> HOW TO COMPLETE THIS TASK:
Copy each line below in which the word "ignored" occurs.

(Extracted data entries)
>>>>>

//! Fan-out of committed session documents to subscribers.
//!
//! Each subscriber owns a bounded queue. Publishing never blocks: a
//! subscriber whose queue is full, or whose receiver is gone, is evicted.
//! Documents may be published out of order from different threads, so each
//! session keeps a reorder buffer and releases documents strictly by
//! version. Channels are independent: the map lock is only shared for
//! lookup, and each session's channel has its own mutex.

use std::collections::{BTreeMap, HashMap};
use std::sync::atomic::{AtomicU64, Ordering};
use std::sync::{Arc, Mutex, PoisonError, RwLock, Weak};
use strictly_board::{Session, SessionId};
use tokio::sync::mpsc::{self, error::TryRecvError, error::TrySendError};
use tracing::{debug, info, instrument, warn};

/// One delivery: the committed document, or `None` for an unknown session.
pub type SessionUpdate = Option<Arc<Session>>;

#[derive(Debug)]
struct Listener {
    id: u64,
    tx: mpsc::Sender<SessionUpdate>,
    seen: Option<u64>,
}

#[derive(Debug, Default)]
struct Channel {
    /// Version the session was opened at.
    base: Option<u64>,
    latest: Option<Arc<Session>>,
    pending: BTreeMap<u64, Arc<Session>>,
    listeners: Vec<Listener>,
}

impl Channel {
    fn next_version(&self) -> u64 {
        match &self.latest {
            Some(doc) => *doc.version() + 1,
            None => self.base.unwrap_or(0),
        }
    }

    fn is_idle(&self) -> bool {
        self.listeners.is_empty()
            && self.latest.is_none()
            && self.pending.is_empty()
            && self.base.is_none()
    }

    /// Buffers `doc` and releases every document now in sequence.
    fn release(&mut self, session_id: &str, doc: Arc<Session>) {
        let version = *doc.version();
        if version < self.next_version() {
            debug!(session_id, version, "Stale publication ignored");
            return;
        }
        self.pending.insert(version, doc);

        loop {
            let next = self.next_version();
            let Some(doc) = self.pending.remove(&next) else {
                break;
            };
            self.deliver(session_id, &doc);
            self.latest = Some(doc);
        }
        if !self.pending.is_empty() {
            debug!(session_id, buffered = self.pending.len(), "Waiting for earlier versions");
        }
    }

    /// Delivers `doc` to every listener that has not seen it, evicting the
    /// ones that cannot take it.
    fn deliver(&mut self, session_id: &str, doc: &Arc<Session>) {
        let version = *doc.version();
        self.listeners.retain_mut(|listener| {
            if listener.seen.is_some_and(|seen| seen >= version) {
                return true;
            }
            match listener.tx.try_send(Some(Arc::clone(doc))) {
                Ok(()) => {
                    listener.seen = Some(version);
                    true
                }
                Err(TrySendError::Full(_)) => {
                    warn!(
                        session_id,
                        listener = listener.id,
                        version,
                        "Listener queue full, evicting"
                    );
                    false
                }
                Err(TrySendError::Closed(_)) => {
                    debug!(session_id, listener = listener.id, "Listener gone, removing");
                    false
                }
            }
        });
    }
}

type SharedChannel = Arc<Mutex<Channel>>;

#[derive(Debug)]
struct BusInner {
    channels: RwLock<HashMap<SessionId, SharedChannel>>,
    capacity: usize,
    next_listener: AtomicU64,
}

impl BusInner {
    /// Runs `f` on the channel for `session_id`, creating it if needed.
    ///
    /// The map lock is held, shared when the channel exists, until `f`
    /// returns, so an idle channel cannot be removed underneath `f`.
    fn with_channel<T>(&self, session_id: &str, f: impl FnOnce(&mut Channel) -> T) -> T {
        {
            let channels = self.channels.read().unwrap_or_else(PoisonError::into_inner);
            if let Some(channel) = channels.get(session_id) {
                let mut channel = channel.lock().unwrap_or_else(PoisonError::into_inner);
                return f(&mut channel);
            }
        }

        let mut channels = self.channels.write().unwrap_or_else(PoisonError::into_inner);
        let channel = channels.entry(session_id.to_string()).or_default();
        let mut channel = channel.lock().unwrap_or_else(PoisonError::into_inner);
        f(&mut channel)
    }

    /// Drops a listener, and its channel too once nothing references it.
    fn remove(&self, session_id: &str, listener_id: u64) {
        let idle = {
            let channels = self.channels.read().unwrap_or_else(PoisonError::into_inner);
            let Some(channel) = channels.get(session_id) else {
                return;
            };
            let mut channel = channel.lock().unwrap_or_else(PoisonError::into_inner);
            channel.listeners.retain(|l| l.id != listener_id);
            channel.is_idle()
        };
        if !idle {
            return;
        }

        let mut channels = self.channels.write().unwrap_or_else(PoisonError::into_inner);
        let still_idle = channels
            .get(session_id)
            .is_some_and(|c| c.lock().unwrap_or_else(PoisonError::into_inner).is_idle());
        if still_idle {
            channels.remove(session_id);
            debug!(session_id, "Removed idle channel");
        }
    }

    fn channel_count(&self) -> usize {
        self.channels.read().unwrap_or_else(PoisonError::into_inner).len()
    }
}

/// Per-session publish/subscribe hub.
#[derive(Debug, Clone)]
pub struct SubscriptionBus {
    inner: Arc<BusInner>,
}

impl SubscriptionBus {
    /// Creates a bus whose listeners queue at most `capacity` documents.
    ///
    /// A capacity of zero is raised to one so the initial snapshot fits.
    #[instrument]
    pub fn new(capacity: usize) -> Self {
        info!("Creating subscription bus");
        Self {
            inner: Arc::new(BusInner {
                channels: RwLock::new(HashMap::new()),
                capacity: capacity.max(1),
                next_listener: AtomicU64::new(1),
            }),
        }
    }

    /// Queue capacity of each listener.
    pub fn capacity(&self) -> usize {
        self.inner.capacity
    }

    /// Registers a listener for `session_id`.
    ///
    /// The first item queued is the latest released document, or `None` if
    /// nothing has been published for that id. Every later document follows
    /// in version order.
    #[instrument(skip(self))]
    pub fn subscribe(&self, session_id: &str) -> Subscription {
        let id = self.inner.next_listener.fetch_add(1, Ordering::Relaxed);
        let (tx, rx) = mpsc::channel(self.inner.capacity);

        self.inner.with_channel(session_id, |channel| {
            let latest = channel.latest.clone();
            let seen = latest.as_ref().map(|doc| *doc.version());

            // Fresh queue with capacity >= 1, so the snapshot always fits.
            if tx.try_send(latest).is_ok() {
                channel.listeners.push(Listener { id, tx, seen });
            }
            debug!(listener = id, ?seen, listeners = channel.listeners.len(), "Subscribed");
        });

        Subscription {
            id,
            session_id: session_id.to_string(),
            rx,
            bus: Arc::downgrade(&self.inner),
        }
    }

    /// Publishes the first document of a session.
    ///
    /// Its version becomes the start of the sequence, so a document stored
    /// at any version is released immediately. Later versions that arrived
    /// first are released right after it; anything older is discarded.
    #[instrument(skip(self, doc), fields(session_id = %doc.id(), version = doc.version()))]
    pub fn open(&self, doc: Arc<Session>) {
        let session_id = doc.id().clone();
        let version = *doc.version();
        self.inner.with_channel(&session_id, |channel| {
            if channel.latest.is_none() {
                channel.base = Some(version);
                channel.pending = channel.pending.split_off(&version);
            }
            channel.release(&session_id, doc);
        });
    }

    /// Publishes a committed document.
    ///
    /// Documents older than the last release are ignored. Documents ahead of
    /// the next expected version wait in the reorder buffer.
    #[instrument(skip(self, doc), fields(session_id = %doc.id(), version = doc.version()))]
    pub fn publish(&self, doc: Arc<Session>) {
        let session_id = doc.id().clone();
        self.inner
            .with_channel(&session_id, |channel| channel.release(&session_id, doc));
    }

    /// Number of live listeners on `session_id`.
    pub fn listener_count(&self, session_id: &str) -> usize {
        let channels = self.inner.channels.read().unwrap_or_else(PoisonError::into_inner);
        channels.get(session_id).map_or(0, |c| {
            c.lock().unwrap_or_else(PoisonError::into_inner).listeners.len()
        })
    }

    /// Number of sessions with a channel.
    pub fn channel_count(&self) -> usize {
        self.inner.channel_count()
    }
}

/// A registered listener. Dropping it unsubscribes.
#[derive(Debug)]
pub struct Subscription {
    id: u64,
    session_id: SessionId,
    rx: mpsc::Receiver<SessionUpdate>,
    bus: Weak<BusInner>,
}

impl Subscription {
    /// Session this subscription follows.
    pub fn session_id(&self) -> &str {
        &self.session_id
    }

    /// Waits for the next document.
    ///
    /// Returns `None` once the subscription has been evicted and its queue
    /// drained.
    pub async fn recv(&mut self) -> Option<SessionUpdate> {
        self.rx.recv().await
    }

    /// Takes the next queued document without waiting.
    ///
    /// # Errors
    ///
    /// [`TryRecvError::Empty`] if nothing is queued,
    /// [`TryRecvError::Disconnected`] after eviction.
    pub fn try_recv(&mut self) -> Result<SessionUpdate, TryRecvError> {
        self.rx.try_recv()
    }

    /// Stops delivery. Equivalent to dropping the subscription.
    pub fn unsubscribe(self) {}
}

impl Drop for Subscription {
    fn drop(&mut self) {
        if let Some(bus) = self.bus.upgrade() {
            bus.remove(&self.session_id, self.id);
            debug!(session_id = %self.session_id, listener = self.id, "Unsubscribed");
        }
    }
}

<<<<<

> EXERCISE ANSWER:
            debug!(session_id, version, "Stale publication ignored");
    /// Documents older than the last release are ignored. Documents ahead of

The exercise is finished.